> Extracted data
________________________
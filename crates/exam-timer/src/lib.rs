//! Exam Timer
//!
//! One-shot countdown: `Pending(expires_at)` -> `Fired`, never back.
//! Bad upstream expiry values are clamped instead of rejected so the exam
//! stays completable.

use serde::{Deserialize, Serialize};
use tracing::{debug, info, warn};

/// Expiry used when the proposed one is not in the future (10 minutes)
pub const PAST_EXPIRY_FALLBACK_MS: i64 = 10 * 60 * 1000;

/// Longest accepted countdown (24 hours)
pub const MAX_COUNTDOWN_MS: i64 = 24 * 60 * 60 * 1000;

/// How the effective expiry was derived
#[derive(Debug, Clone, Copy, PartialEq, Eq, Serialize, Deserialize)]
pub enum ExpirySource {
    AsGiven,
    /// Proposed expiry was not in the future
    ClampedPast,
    /// Proposed expiry was more than 24 hours out
    ClampedFar,
}

/// Countdown state
#[derive(Debug, Clone, Copy, PartialEq, Eq, Serialize, Deserialize)]
pub enum TimerState {
    Pending { expires_at_ms: i64 },
    Fired,
}

/// One-shot exam clock
#[derive(Debug, Clone)]
pub struct ExamClock {
    expires_at_ms: i64,
    has_fired: bool,
    source: ExpirySource,
}

impl ExamClock {
    /// Build a clock from a proposed expiry, clamping unreasonable values
    pub fn new(proposed_ms: i64, now_ms: i64) -> Self {
        let (expires_at_ms, source) = if proposed_ms <= now_ms {
            warn!(
                "Expiry {} is not in the future (now {}), falling back to 10 minutes",
                proposed_ms, now_ms
            );
            (now_ms + PAST_EXPIRY_FALLBACK_MS, ExpirySource::ClampedPast)
        } else if proposed_ms - now_ms > MAX_COUNTDOWN_MS {
            warn!(
                "Expiry {} is more than 24h away (now {}), capping",
                proposed_ms, now_ms
            );
            (now_ms + MAX_COUNTDOWN_MS, ExpirySource::ClampedFar)
        } else {
            (proposed_ms, ExpirySource::AsGiven)
        };

        info!("Exam clock armed, expires at {} ({:?})", expires_at_ms, source);
        Self {
            expires_at_ms,
            has_fired: false,
            source,
        }
    }

    pub fn expires_at_ms(&self) -> i64 {
        self.expires_at_ms
    }

    pub fn source(&self) -> ExpirySource {
        self.source
    }

    pub fn has_fired(&self) -> bool {
        self.has_fired
    }

    pub fn state(&self) -> TimerState {
        if self.has_fired {
            TimerState::Fired
        } else {
            TimerState::Pending {
                expires_at_ms: self.expires_at_ms,
            }
        }
    }

    /// Milliseconds left, never negative
    pub fn remaining_ms(&self, now_ms: i64) -> i64 {
        if self.has_fired {
            return 0;
        }
        (self.expires_at_ms - now_ms).max(0)
    }

    /// `MM:SS`, or `HH:MM:SS` once an hour or more remains
    pub fn display(&self, now_ms: i64) -> String {
        let total_secs = (self.remaining_ms(now_ms) + 999) / 1000;
        let hours = total_secs / 3600;
        let minutes = (total_secs % 3600) / 60;
        let seconds = total_secs % 60;
        if hours > 0 {
            format!("{:02}:{:02}:{:02}", hours, minutes, seconds)
        } else {
            format!("{:02}:{:02}", minutes, seconds)
        }
    }

    /// Periodic tick; runs `on_expire` once the deadline passes.
    /// Returns true only on the call that fired.
    pub fn tick<F: FnOnce()>(&mut self, now_ms: i64, on_expire: F) -> bool {
        if self.has_fired || now_ms < self.expires_at_ms {
            return false;
        }
        self.expire(on_expire)
    }

    /// Fire now regardless of the deadline; a no-op once fired
    pub fn expire<F: FnOnce()>(&mut self, on_expire: F) -> bool {
        if self.has_fired {
            debug!("Timer already expired, ignoring duplicate expiration");
            return false;
        }
        self.has_fired = true;
        info!("Exam timer expired");
        on_expire();
        true
    }
}

#[cfg(test)]
mod tests {
    use super::*;

    const NOW: i64 = 1_700_000_000_000;
    const HOUR_MS: i64 = 60 * 60 * 1000;

    #[test]
    fn test_past_expiry_clamped_to_ten_minutes() {
        let clock = ExamClock::new(NOW - 2 * HOUR_MS, NOW);
        assert_eq!(clock.expires_at_ms(), NOW + 10 * 60 * 1000);
        assert_eq!(clock.source(), ExpirySource::ClampedPast);
    }

    #[test]
    fn test_far_expiry_clamped_to_a_day() {
        let clock = ExamClock::new(NOW + 48 * HOUR_MS, NOW);
        assert_eq!(clock.expires_at_ms(), NOW + 24 * HOUR_MS);
        assert_eq!(clock.source(), ExpirySource::ClampedFar);
    }

    #[test]
    fn test_boundaries() {
        assert_eq!(ExamClock::new(NOW, NOW).source(), ExpirySource::ClampedPast);
        assert_eq!(
            ExamClock::new(NOW + 24 * HOUR_MS, NOW).source(),
            ExpirySource::AsGiven
        );
        assert_eq!(ExamClock::new(NOW + 1, NOW).expires_at_ms(), NOW + 1);
    }

    #[test]
    fn test_double_expiry_fires_once() {
        let mut clock = ExamClock::new(NOW + 1_000, NOW);
        let mut calls = 0;

        assert!(!clock.tick(NOW + 999, || calls += 1));
        assert!(clock.tick(NOW + 1_000, || calls += 1));
        assert!(!clock.tick(NOW + 1_001, || calls += 1));
        assert!(!clock.expire(|| calls += 1));

        assert_eq!(calls, 1);
        assert_eq!(clock.state(), TimerState::Fired);
        assert_eq!(clock.remaining_ms(NOW), 0);
    }

    #[test]
    fn test_display() {
        let clock = ExamClock::new(NOW + 90 * 60 * 1000 + 5_000, NOW);
        assert_eq!(clock.display(NOW), "01:30:05");
        assert_eq!(clock.display(NOW + HOUR_MS), "30:05");
        assert_eq!(clock.display(NOW + 2 * HOUR_MS), "00:00");
    }
}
________________________
> Problem to solve
Make sure that every entry above is copied out exactly as it stands.

> Result of the exercise
filename crates/exam-timer/src/lib.rs
//! Exam Timer
//!
//! One-shot countdown: `Pending(expires_at)` -> `Fired`, never back.
//! Bad upstream expiry values are clamped instead of rejected so the exam
//! stays completable.

use serde::{Deserialize, Serialize};
use tracing::{debug, info, warn};

/// Expiry used when the proposed one is not in the future (10 minutes)
pub const PAST_EXPIRY_FALLBACK_MS: i64 = 10 * 60 * 1000;

/// Longest accepted countdown (24 hours)
pub const MAX_COUNTDOWN_MS: i64 = 24 * 60 * 60 * 1000;

/// How the effective expiry was derived
#[derive(Debug, Clone, Copy, PartialEq, Eq, Serialize, Deserialize)]
pub enum ExpirySource {
    AsGiven,
    /// Proposed expiry was not in the future
    ClampedPast,
    /// Proposed expiry was more than 24 hours out
    ClampedFar,
}

/// Countdown state
#[derive(Debug, Clone, Copy, PartialEq, Eq, Serialize, Deserialize)]
pub enum TimerState {
    Pending { expires_at_ms: i64 },
    Fired,
}

/// One-shot exam clock
#[derive(Debug, Clone)]
pub struct ExamClock {
    expires_at_ms: i64,
    has_fired: bool,
    source: ExpirySource,
}

impl ExamClock {
    /// Build a clock from a proposed expiry, clamping unreasonable values
    pub fn new(proposed_ms: i64, now_ms: i64) -> Self {
        let (expires_at_ms, source) = if proposed_ms <= now_ms {
            warn!(
                "Expiry {} is not in the future (now {}), falling back to 10 minutes",
                proposed_ms, now_ms
            );
            (now_ms + PAST_EXPIRY_FALLBACK_MS, ExpirySource::ClampedPast)
        } else if proposed_ms - now_ms > MAX_COUNTDOWN_MS {
            warn!(
                "Expiry {} is more than 24h away (now {}), capping",
                proposed_ms, now_ms
            );
            (now_ms + MAX_COUNTDOWN_MS, ExpirySource::ClampedFar)
        } else {
            (proposed_ms, ExpirySource::AsGiven)
        };

        info!("Exam clock armed, expires at {} ({:?})", expires_at_ms, source);
        Self {
            expires_at_ms,
            has_fired: false,
            source,
        }
    }

    pub fn expires_at_ms(&self) -> i64 {
        self.expires_at_ms
    }

    pub fn source(&self) -> ExpirySource {
        self.source
    }

    pub fn has_fired(&self) -> bool {
        self.has_fired
    }

    pub fn state(&self) -> TimerState {
        if self.has_fired {
            TimerState::Fired
        } else {
            TimerState::Pending {
                expires_at_ms: self.expires_at_ms,
            }
        }
    }

    /// Milliseconds left, never negative
    pub fn remaining_ms(&self, now_ms: i64) -> i64 {
        if self.has_fired {
            return 0;
        }
        (self.expires_at_ms - now_ms).max(0)
    }

    /// `MM:SS`, or `HH:MM:SS` once an hour or more remains
    pub fn display(&self, now_ms: i64) -> String {
        let total_secs = (self.remaining_ms(now_ms) + 999) / 1000;
        let hours = total_secs / 3600;
        let minutes = (total_secs % 3600) / 60;
        let seconds = total_secs % 60;
        if hours > 0 {
            format!("{:02}:{:02}:{:02}", hours, minutes, seconds)
        } else {
            format!("{:02}:{:02}", minutes, seconds)
        }
    }

    /// Periodic tick; runs `on_expire` once the deadline passes.
    /// Returns true only on the call that fired.
    pub fn tick<F: FnOnce()>(&mut self, now_ms: i64, on_expire: F) -> bool {
        if self.has_fired || now_ms < self.expires_at_ms {
            return false;
        }
        self.expire(on_expire)
    }

    /// Fire now regardless of the deadline; a no-op once fired
    pub fn expire<F: FnOnce()>(&mut self, on_expire: F) -> bool {
        if self.has_fired {
            debug!("Timer already expired, ignoring duplicate expiration");
            return false;
        }
        self.has_fired = true;
        info!("Exam timer expired");
        on_expire();
        true
    }
}

#[cfg(test)]
mod tests {
    use super::*;

    const NOW: i64 = 1_700_000_000_000;
    const HOUR_MS: i64 = 60 * 60 * 1000;

    #[test]
    fn test_past_expiry_clamped_to_ten_minutes() {
        let clock = ExamClock::new(NOW - 2 * HOUR_MS, NOW);
        assert_eq!(clock.expires_at_ms(), NOW + 10 * 60 * 1000);
        assert_eq!(clock.source(), ExpirySource::ClampedPast);
    }

    #[test]
    fn test_far_expiry_clamped_to_a_day() {
        let clock = ExamClock::new(NOW + 48 * HOUR_MS, NOW);
        assert_eq!(clock.expires_at_ms(), NOW + 24 * HOUR_MS);
        assert_eq!(clock.source(), ExpirySource::ClampedFar);
    }

    #[test]
    fn test_boundaries() {
        assert_eq!(ExamClock::new(NOW, NOW).source(), ExpirySource::ClampedPast);
        assert_eq!(
            ExamClock::new(NOW + 24 * HOUR_MS, NOW).source(),
            ExpirySource::AsGiven
        );
        assert_eq!(ExamClock::new(NOW + 1, NOW).expires_at_ms(), NOW + 1);
    }

    #[test]
    fn test_double_expiry_fires_once() {
        let mut clock = ExamClock::new(NOW + 1_000, NOW);
        let mut calls = 0;

        assert!(!clock.tick(NOW + 999, || calls += 1));
        assert!(clock.tick(NOW + 1_000, || calls += 1));
        assert!(!clock.tick(NOW + 1_001, || calls += 1));
        assert!(!clock.expire(|| calls += 1));

        assert_eq!(calls, 1);
        assert_eq!(clock.state(), TimerState::Fired);
        assert_eq!(clock.remaining_ms(NOW), 0);
    }

    #[test]
    fn test_display() {
        let clock = ExamClock::new(NOW + 90 * 60 * 1000 + 5_000, NOW);
        assert_eq!(clock.display(NOW), "01:30:05");
        assert_eq!(clock.display(NOW + HOUR_MS), "30:05");
        assert_eq!(clock.display(NOW + 2 * HOUR_MS), "00:00");
    }
}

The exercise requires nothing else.